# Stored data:
--------------------

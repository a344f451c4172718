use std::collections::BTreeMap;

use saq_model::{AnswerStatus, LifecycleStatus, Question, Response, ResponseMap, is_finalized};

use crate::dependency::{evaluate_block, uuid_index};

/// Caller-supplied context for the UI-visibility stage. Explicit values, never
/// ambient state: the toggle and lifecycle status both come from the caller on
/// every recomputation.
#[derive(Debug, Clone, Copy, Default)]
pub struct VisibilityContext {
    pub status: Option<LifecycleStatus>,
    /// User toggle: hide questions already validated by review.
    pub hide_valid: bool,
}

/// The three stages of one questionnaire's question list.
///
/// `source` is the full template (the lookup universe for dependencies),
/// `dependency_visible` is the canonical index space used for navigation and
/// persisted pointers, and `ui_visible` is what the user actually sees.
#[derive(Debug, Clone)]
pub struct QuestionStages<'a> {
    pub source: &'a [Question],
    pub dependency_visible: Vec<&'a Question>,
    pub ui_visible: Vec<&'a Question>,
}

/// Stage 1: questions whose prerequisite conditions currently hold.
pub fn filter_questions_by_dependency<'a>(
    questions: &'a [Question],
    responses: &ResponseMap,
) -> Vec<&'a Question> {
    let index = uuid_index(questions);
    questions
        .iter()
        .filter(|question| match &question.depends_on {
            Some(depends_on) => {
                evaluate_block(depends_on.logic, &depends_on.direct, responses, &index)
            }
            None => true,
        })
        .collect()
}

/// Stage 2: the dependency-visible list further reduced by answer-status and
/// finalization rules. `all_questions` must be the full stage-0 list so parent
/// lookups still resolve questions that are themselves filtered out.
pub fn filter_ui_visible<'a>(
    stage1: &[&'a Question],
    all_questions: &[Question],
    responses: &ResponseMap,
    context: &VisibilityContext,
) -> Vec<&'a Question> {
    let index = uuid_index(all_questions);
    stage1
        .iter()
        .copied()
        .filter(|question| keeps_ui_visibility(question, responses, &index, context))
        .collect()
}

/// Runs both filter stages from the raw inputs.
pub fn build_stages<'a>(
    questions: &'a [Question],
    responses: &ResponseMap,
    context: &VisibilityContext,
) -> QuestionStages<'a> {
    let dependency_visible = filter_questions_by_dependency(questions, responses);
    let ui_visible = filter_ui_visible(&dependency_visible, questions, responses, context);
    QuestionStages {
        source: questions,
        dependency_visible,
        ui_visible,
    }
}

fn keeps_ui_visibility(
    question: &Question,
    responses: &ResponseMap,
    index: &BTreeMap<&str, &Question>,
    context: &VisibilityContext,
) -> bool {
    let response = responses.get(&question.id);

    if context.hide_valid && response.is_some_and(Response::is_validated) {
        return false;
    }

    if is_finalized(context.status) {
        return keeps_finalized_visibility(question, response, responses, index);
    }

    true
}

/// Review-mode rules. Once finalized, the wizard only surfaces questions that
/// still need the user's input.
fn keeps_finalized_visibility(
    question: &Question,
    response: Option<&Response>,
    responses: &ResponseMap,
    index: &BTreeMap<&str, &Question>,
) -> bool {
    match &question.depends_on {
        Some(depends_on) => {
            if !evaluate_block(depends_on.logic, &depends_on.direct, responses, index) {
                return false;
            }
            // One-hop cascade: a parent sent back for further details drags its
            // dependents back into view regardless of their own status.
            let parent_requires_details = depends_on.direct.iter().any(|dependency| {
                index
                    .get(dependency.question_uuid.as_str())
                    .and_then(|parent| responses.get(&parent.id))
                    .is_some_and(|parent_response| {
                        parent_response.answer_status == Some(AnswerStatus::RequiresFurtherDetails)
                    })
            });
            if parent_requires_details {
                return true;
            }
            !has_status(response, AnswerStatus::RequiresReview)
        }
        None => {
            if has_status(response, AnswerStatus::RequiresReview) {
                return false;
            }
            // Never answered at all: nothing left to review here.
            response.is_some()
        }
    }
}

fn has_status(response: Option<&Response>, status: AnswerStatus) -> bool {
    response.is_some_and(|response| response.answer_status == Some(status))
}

--------------------

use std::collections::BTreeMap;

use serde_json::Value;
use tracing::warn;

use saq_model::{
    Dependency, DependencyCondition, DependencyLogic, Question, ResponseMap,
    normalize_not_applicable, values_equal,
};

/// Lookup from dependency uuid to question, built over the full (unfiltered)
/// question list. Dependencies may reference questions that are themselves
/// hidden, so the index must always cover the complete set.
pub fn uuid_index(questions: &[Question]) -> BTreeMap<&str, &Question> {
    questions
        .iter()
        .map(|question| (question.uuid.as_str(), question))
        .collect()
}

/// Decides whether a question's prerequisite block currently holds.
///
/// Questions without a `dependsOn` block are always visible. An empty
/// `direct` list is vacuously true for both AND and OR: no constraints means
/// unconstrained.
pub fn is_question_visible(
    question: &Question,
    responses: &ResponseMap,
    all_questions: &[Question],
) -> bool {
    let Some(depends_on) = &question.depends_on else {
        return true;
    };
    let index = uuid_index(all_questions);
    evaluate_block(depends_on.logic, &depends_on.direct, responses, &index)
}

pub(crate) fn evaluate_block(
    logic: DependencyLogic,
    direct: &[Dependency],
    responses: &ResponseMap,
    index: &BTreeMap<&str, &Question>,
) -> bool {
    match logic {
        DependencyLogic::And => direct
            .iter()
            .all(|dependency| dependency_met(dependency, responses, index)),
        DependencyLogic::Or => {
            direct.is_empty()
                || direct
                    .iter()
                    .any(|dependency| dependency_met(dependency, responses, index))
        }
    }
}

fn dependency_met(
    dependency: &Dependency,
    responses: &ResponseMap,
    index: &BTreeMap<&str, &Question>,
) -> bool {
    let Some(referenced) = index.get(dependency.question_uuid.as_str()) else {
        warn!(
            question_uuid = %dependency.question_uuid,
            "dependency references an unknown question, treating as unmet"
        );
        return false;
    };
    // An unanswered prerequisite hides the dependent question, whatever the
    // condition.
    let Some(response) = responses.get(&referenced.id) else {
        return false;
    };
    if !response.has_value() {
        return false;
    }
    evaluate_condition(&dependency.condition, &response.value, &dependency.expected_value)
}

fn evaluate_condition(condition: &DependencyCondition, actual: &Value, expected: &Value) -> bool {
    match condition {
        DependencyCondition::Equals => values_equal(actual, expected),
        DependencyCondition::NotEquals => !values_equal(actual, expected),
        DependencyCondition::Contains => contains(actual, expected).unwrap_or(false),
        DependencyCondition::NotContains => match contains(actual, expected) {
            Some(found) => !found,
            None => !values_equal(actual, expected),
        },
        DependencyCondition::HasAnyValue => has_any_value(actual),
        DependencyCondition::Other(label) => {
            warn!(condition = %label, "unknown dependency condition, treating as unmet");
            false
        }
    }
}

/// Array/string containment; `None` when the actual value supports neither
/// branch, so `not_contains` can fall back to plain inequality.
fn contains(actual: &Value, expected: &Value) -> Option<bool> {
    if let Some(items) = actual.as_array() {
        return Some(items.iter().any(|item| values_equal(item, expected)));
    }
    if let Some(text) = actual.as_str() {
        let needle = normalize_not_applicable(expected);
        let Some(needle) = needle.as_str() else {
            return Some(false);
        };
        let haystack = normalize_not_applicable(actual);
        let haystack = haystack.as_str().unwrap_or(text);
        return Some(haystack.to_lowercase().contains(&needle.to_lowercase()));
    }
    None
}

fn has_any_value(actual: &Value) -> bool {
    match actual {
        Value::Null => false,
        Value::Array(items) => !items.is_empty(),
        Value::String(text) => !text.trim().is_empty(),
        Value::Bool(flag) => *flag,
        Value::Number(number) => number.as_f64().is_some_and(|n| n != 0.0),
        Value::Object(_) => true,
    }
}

--------------------

# Exercise directions:
Go through the entries and return each line where the word "both" appears.

# Response:
/// ambient state: the toggle and lifecycle status both come from the caller on
/// Runs both filter stages from the raw inputs.
/// `direct` list is vacuously true for both AND and OR: no constraints means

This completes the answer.